沈渊从椅子上起身,龙袍簌簌,步履沉稳却裹挟着不容置疑的威压,一步步走向窗边。窗外,日光倾洒,可他的眼神仿若利刃,直直穿透这繁华景致,聚焦在遥不可及的远方,那里似藏着他操控棋局的下一步落子之处。
“既如此,要想用这两人,还是得再试他们一试。” 沈渊的声音,恰似寒夜冰碴相击,冷冽清脆,没有半分温度,每个字都像沉甸甸的铅石,砸落在这静谧御书房,激起无形的紧张涟漪。
“陛下是要?”
“朕记得有句话,是英雄还是狗熊,上了战场一眼就能看出来了。
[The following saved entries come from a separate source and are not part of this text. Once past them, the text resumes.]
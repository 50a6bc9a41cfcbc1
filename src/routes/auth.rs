//! Authority login endpoint.

use axum::{extract::State, routing::post, Json, Router};
use serde::Serialize;

use super::extract::ApiJson;
use crate::{login, AppState, LoginRequest, SafetyResult};

// ---

pub fn router() -> Router<AppState> {
    Router::new().route("/auth/login", post(handle_login))
}

#[derive(Debug, Serialize)]
struct LoginResponse {
    authenticated: bool,
    username: String,
}

async fn handle_login(
    State(state): State<AppState>,
    ApiJson(request): ApiJson<LoginRequest>,
) -> SafetyResult<Json<LoginResponse>> {
    // ---
    login(state.verifier.as_ref(), &request)?;
    Ok(Json(LoginResponse {
        authenticated: true,
        username: request.username.trim().to_string(),
    }))
}
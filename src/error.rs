//! Error taxonomy shared by the stores and the HTTP layer.
//!
//! Every failure is local to a single user action and is reported back as a
//! JSON body; none of them are fatal to the process or retried.

use axum::{
    http::StatusCode,
    response::{IntoResponse, Response},
    Json,
};
use serde::Serialize;
use thiserror::Error;

// ---

#[derive(Debug, Clone, PartialEq, Eq, Error)]
pub enum SafetyError {
    // ---
    #[error("{kind} '{id}' not found")]
    NotFound { kind: &'static str, id: String },

    #[error("{field}: {message}")]
    Validation {
        field: &'static str,
        message: String,
    },

    #[error("invalid credentials")]
    Authentication,

    #[error("alert '{id}' cannot change state: {reason}")]
    InvalidTransition { id: String, reason: &'static str },
}

pub type SafetyResult<T> = Result<T, SafetyError>;

impl SafetyError {
    // ---
    pub fn not_found(kind: &'static str, id: impl Into<String>) -> Self {
        SafetyError::NotFound {
            kind,
            id: id.into(),
        }
    }

    pub fn validation(field: &'static str, message: impl Into<String>) -> Self {
        SafetyError::Validation {
            field,
            message: message.into(),
        }
    }

    pub fn status_code(&self) -> StatusCode {
        match self {
            SafetyError::NotFound { .. } => StatusCode::NOT_FOUND,
            SafetyError::Validation { .. } => StatusCode::UNPROCESSABLE_ENTITY,
            SafetyError::Authentication => StatusCode::UNAUTHORIZED,
            SafetyError::InvalidTransition { .. } => StatusCode::CONFLICT,
        }
    }

    /// Stable machine-readable code used in the response body.
    pub fn code(&self) -> &'static str {
        match self {
            SafetyError::NotFound { .. } => "not_found",
            SafetyError::Validation { .. } => "validation",
            SafetyError::Authentication => "authentication",
            SafetyError::InvalidTransition { .. } => "invalid_transition",
        }
    }
}

/// JSON body returned for every failed request.
#[derive(Debug, Serialize)]
struct ErrorBody {
    error: &'static str,
    message: String,
    #[serde(skip_serializing_if = "Option::is_none")]
    field: Option<&'static str>,
}

impl IntoResponse for SafetyError {
    fn into_response(self) -> Response {
        // ---
        let field = match &self {
            SafetyError::Validation { field, .. } => Some(*field),
            _ => None,
        };
        let body = ErrorBody {
            error: self.code(),
            message: self.to_string(),
            field,
        };
        (self.status_code(), Json(body)).into_response()
    }
}

#[cfg(test)]
mod tests {
    // ---
    use super::*;

    #[test]
    fn test_status_codes() {
        // ---
        assert_eq!(
            SafetyError::not_found("alert", "ALT-999").status_code(),
            StatusCode::NOT_FOUND
        );
        assert_eq!(
            SafetyError::validation("name", "required").status_code(),
            StatusCode::UNPROCESSABLE_ENTITY
        );
        assert_eq!(
            SafetyError::Authentication.status_code(),
            StatusCode::UNAUTHORIZED
        );
    }

    #[test]
    fn test_messages() {
        // ---
        let err = SafetyError::not_found("alert", "ALT-999");
        assert_eq!(err.to_string(), "alert 'ALT-999' not found");

        let err = SafetyError::validation("token", "map access token is required");
        assert_eq!(err.to_string(), "token: map access token is required");
    }
}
” 沈渊仿若没听见和珅的忐忑问询,自顾自地低语,那语调平缓得近乎冷漠,像是在陈述一个既定的、无可更改的宿命,又似在宣判某些人未知却已注定的命运。
“可是,陛下,近些年来是没有战事啊?陛下,难道说?!” 和珅说着说着,瞬间瞳孔一缩,额头细密汗珠滚落,划过脸颊,滴在光洁的地砖上,溅起微小却慌乱的水花。他的身子微微前倾,声音不自觉拔高,带着几分惊惶与难以置信,“陛下,您难道是…… 要把他们派到那里去?可原不是那那些人上去的吗?”
“不需要有人管吗?” 沈渊转过身来,眼神冰冷如霜,直直盯向和珅,那目光仿若能穿透皮肉,直刺灵魂深处,将和珅心底的恐惧与疑惑扒得一干二净。“朕的江山万里,处处皆是试炼场,有无烽火硝烟,又有何妨?那欧阳羽与周桐,既被你夸得有能耐,朕便给他们施展之地。边境之地,匪盗横行、蛮夷滋扰,乱象丛生,恰似磨刀石,能磨出忠勇良才,亦能剔除不堪大用之辈。况且,我也要给乔儿一个交代。”
沈渊负手踱步,龙袍下摆拂过地面,沙沙作响,恰似催命鼓点。“送去那,若能建功,是他们的造化;若是折损,也不过证明此前作为只是侥幸,于朕而言,损失几个无名小卒,换得边境安稳,这笔账划算得很。”
和珅噤若寒蝉,呐呐不敢再言。他跟着沈渊多年,知晓这位帝王一旦起了心思,便是铁了心,那些鲜活的人命、旁人的前程乃至生死,在沈渊眼中,不过是棋盘上可随意摆弄的黑白棋子,为的只是那至高无上皇权下江山永固的棋局,其冷血无情,已然刻入骨髓,化作这朝堂之上最凛冽的寒风,吹得人心胆俱寒。沈渊将胡公公召见进来。